Im new to the site and seeking some support an maybe someone to chat to who knows what im going through. Heres my story, bare with me
So i have a son, almost 2. His labour was 9 hours long and ended in the crash team getting him out via episiotomy and ventous. He had the cord round his neck twice due to me having a super long cord.
I have, 8 weeks ago, had my daughter who was born after an emergency section due to a cord prolapse. It was all so quick. They discoverd my prolapse at 13.19pm and my daughter was born at 13.24.
She was taken away for 3 hours to be tested on then my husband had her, i woke up around 5 hours after the op.
I then was told that as it happend so quick, the surgeons etc didnt have time to scrub up so there fore i was going to be kept in for a week on iv antibiotics so i didnt get a wound infection however 2 days later a consultant said id be fine and discharged me, no oral antibiotics! Low an behold, had my staples removed on day 5 an the section wound came apart and showed signs of infection. Ive since had 2 infections and, 2 months on, the wound is still open and unbelievably sore and i have a district nurse visit my house everyday and they have to open up my wound an pack the inside with this sponge like stuff that encourages it to heal from the inside out. This is pure torture and absolute agony and i scream an push the nurse away. My poor son cries when the nurse comes (husband works so i lay on sofa to have it done as i cant leave the kids on their own).
Im starting to feel really down. I feel sad i never saw my daughter born, i never got that first special hold or skin to skin, i have a photo of holding her when i woke up an cant remember it, they cut open my daughters head with the scalpol trying to get her out as they were rushing (glad they did as she would of died otherwise) and thats now scarred although its on her hair line so wont be noticed as her hair grows, im in constant pain everyday with my wound, its always sore, i shake an get nervous when the nurse arrives because i know how painful it will be when she packs it, i cant even look at my tummy because i can see where its open, can litrally use my two fingers to separate it, its disgusting.
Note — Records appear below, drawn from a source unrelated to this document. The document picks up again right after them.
//! crates/kidsmart_core/src/domain.rs
//!
//! Defines the pure, core data structures for the application.
//! These structs carry serde derives because their JSON form is exactly what
//! the local content store persists.

use chrono::{DateTime, Utc};
use serde::{Deserialize, Serialize};
use uuid::Uuid;

/// A reference to a generated image: either a direct URL or an inline
/// `data:` URI. Never a placeholder.
#[derive(Debug, Clone, PartialEq, Eq, Serialize, Deserialize)]
#[serde(transparent)]
pub struct ImageRef(String);

impl ImageRef {
    /// Wraps a URL pointing at a rendering service or CDN.
    pub fn url(url: impl Into<String>) -> Self {
        Self(url.into())
    }

    /// Builds a renderable `data:` URI from already base64-encoded bytes.
    pub fn inline(mime_type: &str, base64_data: &str) -> Self {
        Self(format!("data:{};base64,{}", mime_type, base64_data))
    }

    pub fn as_str(&self) -> &str {
        &self.0
    }

    pub fn is_inline(&self) -> bool {
        self.0.starts_with("data:")
    }
}

impl std::fmt::Display for ImageRef {
    fn fmt(&self, f: &mut std::fmt::Formatter<'_>) -> std::fmt::Result {
        if self.is_inline() {
            write!(f, "<inline image, {} bytes>", self.0.len())
        } else {
            f.write_str(&self.0)
        }
    }
}

/// One page of a story: narrative text plus the seed used to illustrate it.
#[derive(Debug, Clone, PartialEq, Serialize, Deserialize)]
#[serde(rename_all = "camelCase")]
pub struct StoryPage {
    #[serde(rename = "text")]
    pub narrative_text: String,
    #[serde(rename = "imagePrompt")]
    pub image_prompt_seed: String,
    #[serde(rename = "imageUrl", default, skip_serializing_if = "Option::is_none")]
    pub image_ref: Option<ImageRef>,
    #[serde(rename = "audioBase64", default, skip_serializing_if = "Option::is_none")]
    pub speech_audio_ref: Option<String>,
}

impl StoryPage {
    pub fn new(narrative_text: impl Into<String>, image_prompt_seed: impl Into<String>) -> Self {
        Self {
            narrative_text: narrative_text.into(),
            image_prompt_seed: image_prompt_seed.into(),
            image_ref: None,
            speech_audio_ref: None,
        }
    }

    pub fn has_image(&self) -> bool {
        self.image_ref.is_some()
    }
}

/// A generated (or seeded) picture story.
#[derive(Debug, Clone, PartialEq, Serialize, Deserialize)]
pub struct Story {
    pub id: String,
    pub title: String,
    pub pages: Vec<StoryPage>,
}

impl Story {
    /// Creates a story with a freshly minted id.
    pub fn new(title: impl Into<String>, pages: Vec<StoryPage>) -> Self {
        Self {
            id: Uuid::new_v4().to_string(),
            title: title.into(),
            pages,
        }
    }

    /// True once every page carries an image.
    pub fn is_complete(&self) -> bool {
        self.pages.iter().all(StoryPage::has_image)
    }
}

/// A single vocabulary card.
#[derive(Debug, Clone, PartialEq, Serialize, Deserialize)]
#[serde(rename_all = "camelCase")]
pub struct Flashcard {
    #[serde(rename = "word")]
    pub local_term: String,
    #[serde(rename = "englishWord", default, skip_serializing_if = "Option::is_none")]
    pub foreign_term: Option<String>,
    #[serde(default, skip_serializing_if = "Option::is_none")]
    pub visual_description: Option<String>,
    #[serde(rename = "imageUrl", default, skip_serializing_if = "Option::is_none")]
    pub image_ref: Option<ImageRef>,
}

/// An immutable saved snapshot of a flashcard batch.
#[derive(Debug, Clone, PartialEq, Serialize, Deserialize)]
#[serde(rename_all = "camelCase")]
pub struct FlashcardSet {
    pub id: String,
    pub topic: String,
    pub cards: Vec<Flashcard>,
    #[serde(with = "chrono::serde::ts_milliseconds")]
    pub created_at: DateTime<Utc>,
}

impl FlashcardSet {
    /// Snapshots `cards` under a fresh id.
    pub fn snapshot(topic: impl Into<String>, cards: &[Flashcard]) -> Self {
        Self {
            id: Uuid::new_v4().to_string(),
            topic: topic.into(),
            cards: cards.to_vec(),
            created_at: Utc::now(),
        }
    }
}

/// Which kid-zone shelf a bookmark belongs to.
#[derive(Debug, Clone, Copy, PartialEq, Eq, Hash, Serialize, Deserialize)]
#[serde(rename_all = "lowercase")]
pub enum LinkKind {
    Story,
    Game,
}

impl LinkKind {
    pub fn as_str(&self) -> &'static str {
        match self {
            LinkKind::Story => "story",
            LinkKind::Game => "game",
        }
    }
}

/// A bookmark to an external story video or game.
#[derive(Debug, Clone, PartialEq, Eq, Serialize, Deserialize)]
#[serde(rename_all = "camelCase")]
pub struct ExternalLink {
    pub id: String,
    pub title: String,
    pub url: String,
    #[serde(rename = "color", default)]
    pub display_color: String,
    #[serde(rename = "isFromSheet", default)]
    pub originates_from_feed: bool,
}

/// A generated lesson plan; `content` is markdown.
#[derive(Debug, Clone, PartialEq, Eq)]
pub struct LessonPlan {
    pub topic: String,
    pub content: String,
}
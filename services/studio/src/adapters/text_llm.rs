//! services/studio/src/adapters/text_llm.rs
//!
//! This module contains the adapter for the text-generating LLM.
//! It implements the `TextGenerationService` port from the `core` crate against
//! any OpenAI-compatible chat completions endpoint.

use async_openai::{
    config::OpenAIConfig,
    error::OpenAIError,
    types::chat::{
        ChatCompletionRequestSystemMessageArgs, ChatCompletionRequestUserMessageArgs,
        CreateChatCompletionRequestArgs, ResponseFormat, ResponseFormatJsonSchema,
    },
    Client,
};
use async_trait::async_trait;
use kidsmart_core::ports::{PortError, PortResult, TextGenerationService, TextRequest};
use tracing::debug;

const SYSTEM_PROMPT: &str =
    "Bạn là trợ lý soạn nội dung giáo dục mầm non bằng tiếng Việt. Trả lời ngắn gọn, phù hợp với trẻ nhỏ.";

//=========================================================================================
// The Main Adapter Struct
//=========================================================================================

/// An adapter that implements `TextGenerationService` using an OpenAI-compatible LLM.
#[derive(Clone)]
pub struct OpenAiTextAdapter {
    client: Client<OpenAIConfig>,
    model: String,
}

impl OpenAiTextAdapter {
    /// Creates a new `OpenAiTextAdapter`.
    pub fn new(client: Client<OpenAIConfig>, model: String) -> Self {
        Self { client, model }
    }
}

//=========================================================================================
// `TextGenerationService` Trait Implementation
//=========================================================================================

#[async_trait]
impl TextGenerationService for OpenAiTextAdapter {
    /// Sends the prompt, asking for schema-conforming JSON when a schema is given.
    async fn generate(&self, request: TextRequest) -> PortResult<String> {
        let messages = vec![
            ChatCompletionRequestSystemMessageArgs::default()
                .content(SYSTEM_PROMPT)
                .build()
                .map_err(|e| PortError::Unexpected(e.to_string()))?
                .into(),
            ChatCompletionRequestUserMessageArgs::default()
                .content(request.prompt)
                .build()
                .map_err(|e| PortError::Unexpected(e.to_string()))?
                .into(),
        ];

        let mut builder = CreateChatCompletionRequestArgs::default();
        builder.model(&self.model).messages(messages).n(1);
        // Structured outputs only accept an object at the root. Array-shaped
        // replies rely on the prompt wording and the core's cleanup instead.
        if let Some(schema) = request
            .schema
            .filter(|schema| schema.json_schema["type"] == "object")
        {
            builder.response_format(ResponseFormat::JsonSchema {
                json_schema: ResponseFormatJsonSchema {
                    description: None,
                    name: schema.name.to_string(),
                    schema: Some(schema.json_schema),
                    strict: None,
                },
            });
        }
        let chat_request = builder
            .build()
            .map_err(|e| PortError::Unexpected(e.to_string()))?;

        // OpenAIError is foreign to the core, so it is mapped by hand.
        let response = self
            .client
            .chat()
            .create(chat_request)
            .await
            .map_err(|e: OpenAIError| PortError::GenerationBackend(e.to_string()))?;

        // Only the first choice is requested.
        let content = response
            .choices
            .into_iter()
            .next()
            .and_then(|choice| choice.message.content)
            .unwrap_or_default();
        debug!(model = %self.model, chars = content.len(), "text generation finished");
        Ok(content)
    }
}
//! services/studio/src/adapters/gemini_image.rs
//!
//! The fast image backend: Gemini's `generateContent` REST endpoint asked for an
//! image modality. Images come back inline as base64 parts.

use async_trait::async_trait;
use kidsmart_core::ports::{ImageBackend, PortError, PortResult};
use kidsmart_core::ImageRef;
use serde::Deserialize;
use serde_json::json;
use tracing::debug;

const GEMINI_API_BASE: &str = "https://generativelanguage.googleapis.com/v1beta";

//=========================================================================================
// Wire Types
//=========================================================================================

#[derive(Debug, Deserialize)]
struct GenerateContentResponse {
    #[serde(default)]
    candidates: Vec<Candidate>,
}

#[derive(Debug, Deserialize)]
struct Candidate {
    content: Option<Content>,
}

#[derive(Debug, Deserialize)]
struct Content {
    #[serde(default)]
    parts: Vec<Part>,
}

#[derive(Debug, Deserialize)]
#[serde(rename_all = "camelCase")]
struct Part {
    inline_data: Option<InlineData>,
}

#[derive(Debug, Deserialize)]
#[serde(rename_all = "camelCase")]
struct InlineData {
    mime_type: String,
    data: String,
}

impl GenerateContentResponse {
    /// The first inline image part across all candidates.
    fn first_image(self) -> Option<ImageRef> {
        self.candidates
            .into_iter()
            .filter_map(|candidate| candidate.content)
            .flat_map(|content| content.parts)
            .filter_map(|part| part.inline_data)
            .find(|data| !data.data.is_empty())
            .map(|data| ImageRef::inline(&data.mime_type, &data.data))
    }
}

//=========================================================================================
// The Main Adapter Struct
//=========================================================================================

/// An `ImageBackend` calling the Gemini REST API with an API key header.
#[derive(Clone)]
pub struct GeminiImageAdapter {
    http: reqwest::Client,
    api_key: String,
    model: String,
    api_base: String,
}

impl GeminiImageAdapter {
    pub fn new(http: reqwest::Client, api_key: String, model: String) -> Self {
        Self {
            http,
            api_key,
            model,
            api_base: GEMINI_API_BASE.to_string(),
        }
    }

    fn endpoint(&self) -> String {
        format!("{}/models/{}:generateContent", self.api_base, self.model)
    }
}

#[async_trait]
impl ImageBackend for GeminiImageAdapter {
    fn name(&self) -> &str {
        "gemini-inline"
    }

    async fn attempt_generate_image(&self, prompt: &str) -> PortResult<Option<ImageRef>> {
        let body = json!({
            "contents": [{ "parts": [{ "text": prompt }] }],
            "generationConfig": { "responseModalities": ["IMAGE"] },
        });

        let response = self
            .http
            .post(self.endpoint())
            .header("x-goog-api-key", &self.api_key)
            .json(&body)
            .send()
            .await
            .map_err(|e| PortError::GenerationBackend(e.to_string()))?;

        let status = response.status();
        if !status.is_success() {
            return Err(PortError::GenerationBackend(format!(
                "{} answered {}",
                self.model, status
            )));
        }

        let payload: GenerateContentResponse = response
            .json()
            .await
            .map_err(|e| PortError::GenerationParse(e.to_string()))?;
        let image = payload.first_image();
        debug!(model = %self.model, found = image.is_some(), "gemini image response parsed");
        Ok(image)
    }
}

#[cfg(test)]
mod tests {
    use super::*;

    #[test]
    fn picks_the_first_inline_part() {
        let payload: GenerateContentResponse = serde_json::from_value(json!({
            "candidates": [{
                "content": { "parts": [
                    { "text": "Here is your picture" },
                    { "inlineData": { "mimeType": "image/png", "data": "iVBORw0" } }
                ]}
            }]
        }))
        .unwrap();

        let image = payload.first_image().unwrap();
        assert_eq!(image.as_str(), "data:image/png;base64,iVBORw0");
    }

    #[test]
    fn text_only_answer_has_no_image() {
        let payload: GenerateContentResponse = serde_json::from_value(json!({
            "candidates": [{ "content": { "parts": [{ "text": "Sorry" }] } }]
        }))
        .unwrap();
        assert!(payload.first_image().is_none());

        let blocked: GenerateContentResponse =
            serde_json::from_value(json!({ "promptFeedback": {} })).unwrap();
        assert!(blocked.first_image().is_none());
    }

    #[test]
    fn endpoint_names_the_model() {
        let adapter = GeminiImageAdapter::new(
            reqwest::Client::new(),
            "key".into(),
            "gemini-2.5-flash-image".into(),
        );
        assert_eq!(
            adapter.endpoint(),
            "https://generativelanguage.googleapis.com/v1beta/models/gemini-2.5-flash-image:generateContent"
        );
    }
}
Worst part is, a cord prolapse is very rare but ive been told that if my waters had of broken when i had my son (they did only when his head was born), i would of ended up having a cord prolapse with him (my waters broke as i arrived to hospital with my daughter) which is why it instead ended up round his neck and that i had a prolapse this time due to another long cord which is obviously a problem i have and means i will need sections for future babies as the risk of natural birth is too high. Im glad in a way as id never risk a natural birth again but with all the problems im having still with my wound, the thought of another section terrifies me an puts me off wanting more children in future even though ive always been adamant id have 4 children. Having a cesarean was painful enough but having it packed is on a whole other level. Ive been having it packed for 3 weeks now an was told when it was done today, that its not healing/closing so they have had to change what they pack it with and its even more painful. I couldnt walk properly afterwards.
Its so hard. I have a nearly 2yo who i want to play with, jump and roll around with and an 8 week old baby to look after and the pain makes it so difficult.
I cant be the only one going through this? I feel so alone and down right now. Ive spoken to my health visitor about how im feeling and shes coming to see me again next week and wants me to go see my gp too. I think i need to if im honest. But the thought of ending up on tablets for my mood makes me feel even more depressed.
Have any of you ladies been through or going through the same??
If you got to the end of this post then i take my hat off to you! Thank you for reading it all. Be great to hear from someone who can relate and i can chat to about things.